Paylaş
Özellikle girişimcilik konusunda hem sayı hem de nitelik bakımından çıtayı son derece yükseklere taşımış olması itibariyle onun için “seri girişimci” demek daha doğru olur. Zira sıralayacak olursak SpaceX uzay şirketinin ve Tesla otomotiv şirketinin kurucusu ve CEO’su, The Boring Company şirketinin kurucusu, OpenAI'nin kurucu ortağı, daha önceki bir yazımda ele aldığım, insan beynini yapay zekâ ile entegre etmek için kurulmuş nöroteknoloji şirketi Neuralink'in kurucularından olması gibi görevlere sahip bulunuyor. Tüm bunlara ilaveten geçmişte öne çıkan çalışmaları arasında da PayPal’ın eski hissedarlarından olmasını da sayabiliriz. Son olarak da bu şirketler serisine 44 milyar dolara satın aldığı Twitter’ı da eklemiş bulunuyor. Tüm şirketler genelinde bakıldığında çalışma alanlarını uzay taşımacılığı ve madenciliği, yapay zekâ, insan-makine arayüz tasarımı, enerji, ulaşım olarak sınıflandırmak mümkün. Hatta Elon Musk’ın en önemli özelliklerinden birisi de altyapı projelerine önem veriyor olması.
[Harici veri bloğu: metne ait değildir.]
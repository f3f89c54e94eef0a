// 该文件是 Kanjian （看见） 项目的一部分。
// src/session.rs - 标注会话
//
// 本文件根据 Apache 许可证第 2.0 版（以下简称“许可证”）授权使用；
// 除非遵守该许可证条款，否则您不得使用本文件。
// 您可通过以下网址获取许可证副本：
// http://www.apache.org/licenses/LICENSE-2.0
// 除非适用法律要求或书面同意，根据本许可协议分发的软件均按“原样”提供，
// 不附带任何形式的明示或暗示的保证或条件。
// 有关许可权限与限制的具体条款，请参阅本许可协议。
//
// Copyright (C) 2026 Johann Li <me@qinka.pro>, Wareless Group

//! 一次请求的完整流程：准入检查、解码、标注、写出。
//!
//! 会话不保存请求之间的状态，所有设置都来自 [`SessionConfig`]。

use thiserror::Error;
use tracing::info;
use url::Url;

use crate::{
  media::{MediaKind, UploadError, UploadPolicy, url_to_path},
  model::{LabelFilter, Model},
  output::Visualizer,
};

#[cfg(all(feature = "read_image_file", feature = "save_image_file"))]
use crate::{
  FromUrl, FromUrlWithScheme,
  input::{ImageFileInput, InputError},
  output::{OutputError, SaveImageFileOutput},
  task::{ImageReport, ImageTask, Task},
};

#[cfg(all(feature = "gstreamer_input", feature = "gstreamer_output"))]
use crate::{
  input::GStreamerVideoInput,
  output::GStreamerVideoOutput,
  progress::Progress,
  task::{VideoReport, VideoTask},
};

#[derive(Error, Debug)]
pub enum SessionError {
  #[error("上传被拒绝: {0}")]
  Upload(#[from] UploadError),
  #[error("输入错误: {0}")]
  Input(#[from] crate::input::InputError),
  #[error("输出错误: {0}")]
  Output(#[from] crate::output::OutputError),
  #[error("字体加载失败: {0}")]
  Font(#[from] ab_glyph::InvalidFont),
  #[error(transparent)]
  Task(#[from] anyhow::Error),
}

#[derive(Debug, Clone, Default)]
pub struct SessionConfig {
  pub upload: UploadPolicy,
  pub filter: LabelFilter,
}

pub struct Session {
  config: SessionConfig,
  visualizer: Visualizer,
}

impl Session {
  pub fn new(config: SessionConfig) -> Result<Self, SessionError> {
    Ok(Self {
      config,
      visualizer: Visualizer::new()?,
    })
  }

  /// 检查上传文件；未通过时不会读取文件内容
  fn admit(&self, url: &Url, kind: MediaKind) -> Result<std::path::PathBuf, SessionError> {
    let upload = self.config.upload.admit_as(&url_to_path(url), kind)?;
    info!("{}已接受: {} ({} 字节)", kind, upload.path.display(), upload.size);
    Ok(upload.path)
  }

  /// 图片路径：准入、解码、推理一次、保存标注图片
  #[cfg(all(feature = "read_image_file", feature = "save_image_file"))]
  pub fn run_image<M: Model>(
    &self,
    model: M,
    input: &Url,
    output: &Url,
  ) -> Result<ImageReport, SessionError> {
    if input.scheme() != ImageFileInput::SCHEME {
      return Err(InputError::SchemeMismatch.into());
    }
    if output.scheme() != SaveImageFileOutput::SCHEME {
      return Err(OutputError::SchemeMismatch.into());
    }

    let path = self.admit(input, MediaKind::Image)?;
    let source = ImageFileInput::open(&path).map_err(InputError::from)?;
    let sink = SaveImageFileOutput::from_url(output).map_err(OutputError::from)?;

    let task = ImageTask::new(self.visualizer.clone(), self.config.filter.clone());
    Ok(task.run_task(source, model, sink)?)
  }

  /// 视频路径：输出视频与输入的分辨率、帧率一致
  #[cfg(all(feature = "gstreamer_input", feature = "gstreamer_output"))]
  pub fn run_video<M: Model, P: Progress>(
    &self,
    model: M,
    input: &Url,
    output: &Url,
    progress: P,
  ) -> Result<VideoReport, SessionError> {
    use crate::{
      FromUrlWithScheme,
      input::{InputError, InputSource},
      output::OutputError,
      task::Task,
    };

    if input.scheme() != GStreamerVideoInput::SCHEME {
      return Err(InputError::SchemeMismatch.into());
    }
    if output.scheme() != GStreamerVideoOutput::SCHEME {
      return Err(OutputError::SchemeMismatch.into());
    }

    let path = self.admit(input, MediaKind::Video)?;
    let source = GStreamerVideoInput::open(&path).map_err(InputError::from)?;
    let sink = GStreamerVideoOutput::create(&url_to_path(output), &source.info())
      .map_err(OutputError::from)?;

    let task = VideoTask::new(self.visualizer.clone(), progress);
    Ok(task.run_task(source, model, sink)?)
  }
}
Bu çalışmaları Elon Musk’ın dünya çapındaki sıralamalarda öne çıkmasını sağladı. Forbes dergisinin Aralık 2016’da yayımladığı "Dünya'nın En Güçlü İnsanları" listesinde 25. sırada; 2019'da ise "Dünya'nın En Yenilikçi İnsanları" listesinde ilk sırada yer aldı.
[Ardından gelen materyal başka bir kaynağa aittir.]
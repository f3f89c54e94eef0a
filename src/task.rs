// 该文件是 Kanjian （看见） 项目的一部分。
// src/task.rs - 图片与视频标注任务
//
// 本文件根据 Apache 许可证第 2.0 版（以下简称“许可证”）授权使用；
// 除非遵守该许可证条款，否则您不得使用本文件。
// 您可通过以下网址获取许可证副本：
// http://www.apache.org/licenses/LICENSE-2.0
// 除非适用法律要求或书面同意，根据本许可协议分发的软件均按“原样”提供，
// 不附带任何形式的明示或暗示的保证或条件。
// 有关许可权限与限制的具体条款，请参阅本许可协议。
//
// Copyright (C) 2026 Johann Li <me@qinka.pro>, Wareless Group

use image::RgbImage;
use tracing::{debug, info, warn};

use crate::{
  frame::VideoInfo,
  input::InputSource,
  model::{DetectItem, DetectResult, LabelFilter, Model},
  output::{OutputWriter, Visualizer},
  progress::{Progress, ProgressTracker},
};

pub trait Task<I, M, O>: Sized {
  type Output;
  type Error;
  fn run_task(self, input: I, model: M, output: O) -> Result<Self::Output, Self::Error>;
}

/// 一次推理的结果及对应的标注图像
#[derive(Debug, Clone)]
pub struct Annotated {
  pub image: RgbImage,
  pub result: DetectResult,
}

/// 推理一次并绘制标注，输入图像不被修改
pub fn annotate_frame<M: Model>(
  model: &mut M,
  visualizer: &Visualizer,
  image: &RgbImage,
) -> Result<Annotated, M::Error> {
  let result = model.infer(image)?;
  let image = visualizer.render(image, &result);
  Ok(Annotated { image, result })
}

/// 单张图片任务
pub struct ImageTask {
  visualizer: Visualizer,
  filter: LabelFilter,
}

#[derive(Debug, Clone)]
pub struct ImageReport {
  /// 完整的检测结果
  pub result: DetectResult,
  /// 筛选后按置信度降序排列的表格行
  pub selected: Vec<DetectItem>,
  pub info: VideoInfo,
}

impl ImageTask {
  pub fn new(visualizer: Visualizer, filter: LabelFilter) -> Self {
    Self { visualizer, filter }
  }
}

impl<I, M, O> Task<I, M, O> for ImageTask
where
  I: InputSource,
  M: Model,
  O: OutputWriter,
{
  type Output = ImageReport;
  type Error = anyhow::Error;

  fn run_task(self, mut input: I, mut model: M, mut output: O) -> Result<ImageReport, Self::Error> {
    let info = input.info();
    let frame = input.next().ok_or_else(|| anyhow::anyhow!("没有输入帧"))??;
    info!("图片读取成功 ({}x{})，开始推理...", info.width, info.height);

    let now = std::time::Instant::now();
    let annotated = annotate_frame(&mut model, &self.visualizer, &frame.image)?;
    info!(
      "推理完成，检测到 {} 个目标，耗时: {:.2?}",
      annotated.result.len(),
      now.elapsed()
    );

    output.write_frame(&annotated.image)?;
    output.finish()?;

    let selected = annotated.result.select(&self.filter);
    Ok(ImageReport {
      result: annotated.result,
      selected,
      info,
    })
  }
}

/// 视频循环结束的原因
#[derive(Debug, Clone, PartialEq, Eq)]
pub enum StreamEnd {
  /// 正常读完
  Exhausted,
  /// 某一帧解码失败，输出视频只包含此前的帧
  DecodeFailed(String),
}

#[derive(Debug, Clone, PartialEq, Eq)]
pub struct VideoReport {
  /// 已写入输出的帧数
  pub frames: u64,
  pub end: StreamEnd,
  pub info: VideoInfo,
}

impl VideoReport {
  pub fn is_complete(&self) -> bool {
    self.end == StreamEnd::Exhausted
  }
}

/// 逐帧视频任务
///
/// 每次只持有一帧：读取、推理、标注、写入，再读取下一帧。
/// 无论循环如何结束，输出都会被 `finish`。
pub struct VideoTask<P> {
  visualizer: Visualizer,
  progress: P,
}

impl<P: Progress> VideoTask<P> {
  pub fn new(visualizer: Visualizer, progress: P) -> Self {
    Self {
      visualizer,
      progress,
    }
  }

  fn run_loop<I, M, O>(
    &mut self,
    input: &mut I,
    model: &mut M,
    output: &mut O,
    tracker: &mut ProgressTracker,
  ) -> anyhow::Result<StreamEnd>
  where
    I: InputSource,
    M: Model,
    O: OutputWriter,
  {
    for frame in input {
      let frame = match frame {
        Ok(frame) => frame,
        Err(e) => {
          warn!("第 {} 帧解码失败，提前结束: {}", tracker.processed(), e);
          return Ok(StreamEnd::DecodeFailed(e.to_string()));
        }
      };

      let annotated = annotate_frame(model, &self.visualizer, &frame.image)?;
      output.write_frame(&annotated.image)?;

      let fraction = tracker.advance();
      debug!(
        "第 {} 帧 ({} ms): {} 个目标",
        frame.index,
        frame.timestamp_ms,
        annotated.result.len()
      );
      self.progress.update(fraction);
    }
    Ok(StreamEnd::Exhausted)
  }
}

impl<I, M, O, P> Task<I, M, O> for VideoTask<P>
where
  I: InputSource,
  M: Model,
  O: OutputWriter,
  P: Progress,
{
  type Output = VideoReport;
  type Error = anyhow::Error;

  fn run_task(
    mut self,
    mut input: I,
    mut model: M,
    mut output: O,
  ) -> Result<VideoReport, Self::Error> {
    let info = input.info();
    info!(
      "开始处理视频: {}x{}, 预计 {} 帧",
      info.width,
      info.height,
      info
        .frame_count
        .map(|n| n.to_string())
        .unwrap_or_else(|| "未知".to_string())
    );

    let now = std::time::Instant::now();
    let mut tracker = ProgressTracker::new(info.frame_count);
    self.progress.update(0.0);

    let end = match self.run_loop(&mut input, &mut model, &mut output, &mut tracker) {
      Ok(end) => end,
      Err(e) => {
        if let Err(finish_err) = output.finish() {
          warn!("出错后关闭输出失败: {}", finish_err);
        }
        return Err(e);
      }
    };

    output.finish()?;
    self.progress.update(tracker.complete());

    info!(
      "视频处理完成: {} 帧，耗时: {:.2?}",
      tracker.processed(),
      now.elapsed()
    );
    Ok(VideoReport {
      frames: tracker.processed(),
      end,
      info,
    })
  }
}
Ocak 2021'in ilk haftasında Elon Musk, Jeff Bezos'u geçerek yaşayan en zengin kişi olmuştu.
Elon Musk’ın çok konuşulan satın alımı Twitter, 2006’da kurulmuş bir sosyal medya ağı. Twitter bunun öncesinde kendi gelişim yolculuğunu satın almalar ve güncellemeler ile sürdürmekteydi. Geçmişindeki bazı kilometre taşlarını; Ekim 2012’de video üreticisi Vine’ın satın alınması, Kasım 2013’te halka arz olması, Mart 2015’te yine dönemin öne çıkan canlı yayın uygulaması Periscope’u satın alması sonrasında kapatması, Nisan 2015’te alıntılama özelliğinin eklenmesi, Kasım 2017’de yazım karakteri sınırının artırılması ve 25 Nisan’da da Elon Musk’a satılması olarak sayabiliriz.
Twitter her ne kadar ülkemizde çok kullanılan mecralardan olsa da dünya geneline baktığımızda aylık kullanıcı sıralamasında ilk 10 içinde yer almıyor. Meta isimlendirmesi ile kendini farklı konumlandıran Facebook, Youtube veya Instagram kadar büyük bir kullanıcı kitlesine sahip değil. Diğer yandan Twitter her ne kadar bir sosyal medya platformu olarak görülse de kullanım amacı ve şekli bakımından da zaten bu platformlardan ve görsellikten ayrı daha düşünsel bir noktada duruyor. Elon Musk da bir girişimci olarak haliyle düşünselin peşinde. Aktif bir Twitter kullanıcı olan Elon Musk ise Twitter’ın bu sıralamadaki konumdan daha farklı bir yere layık olduğunu ve çok büyük bir potansiyel barındırdığını düşünüyor. Muhtemelen bu sıralamada daha üst sıralara çıkması daha fazla kişi tarafından aktif kullanılması için çalışmalar yapacak.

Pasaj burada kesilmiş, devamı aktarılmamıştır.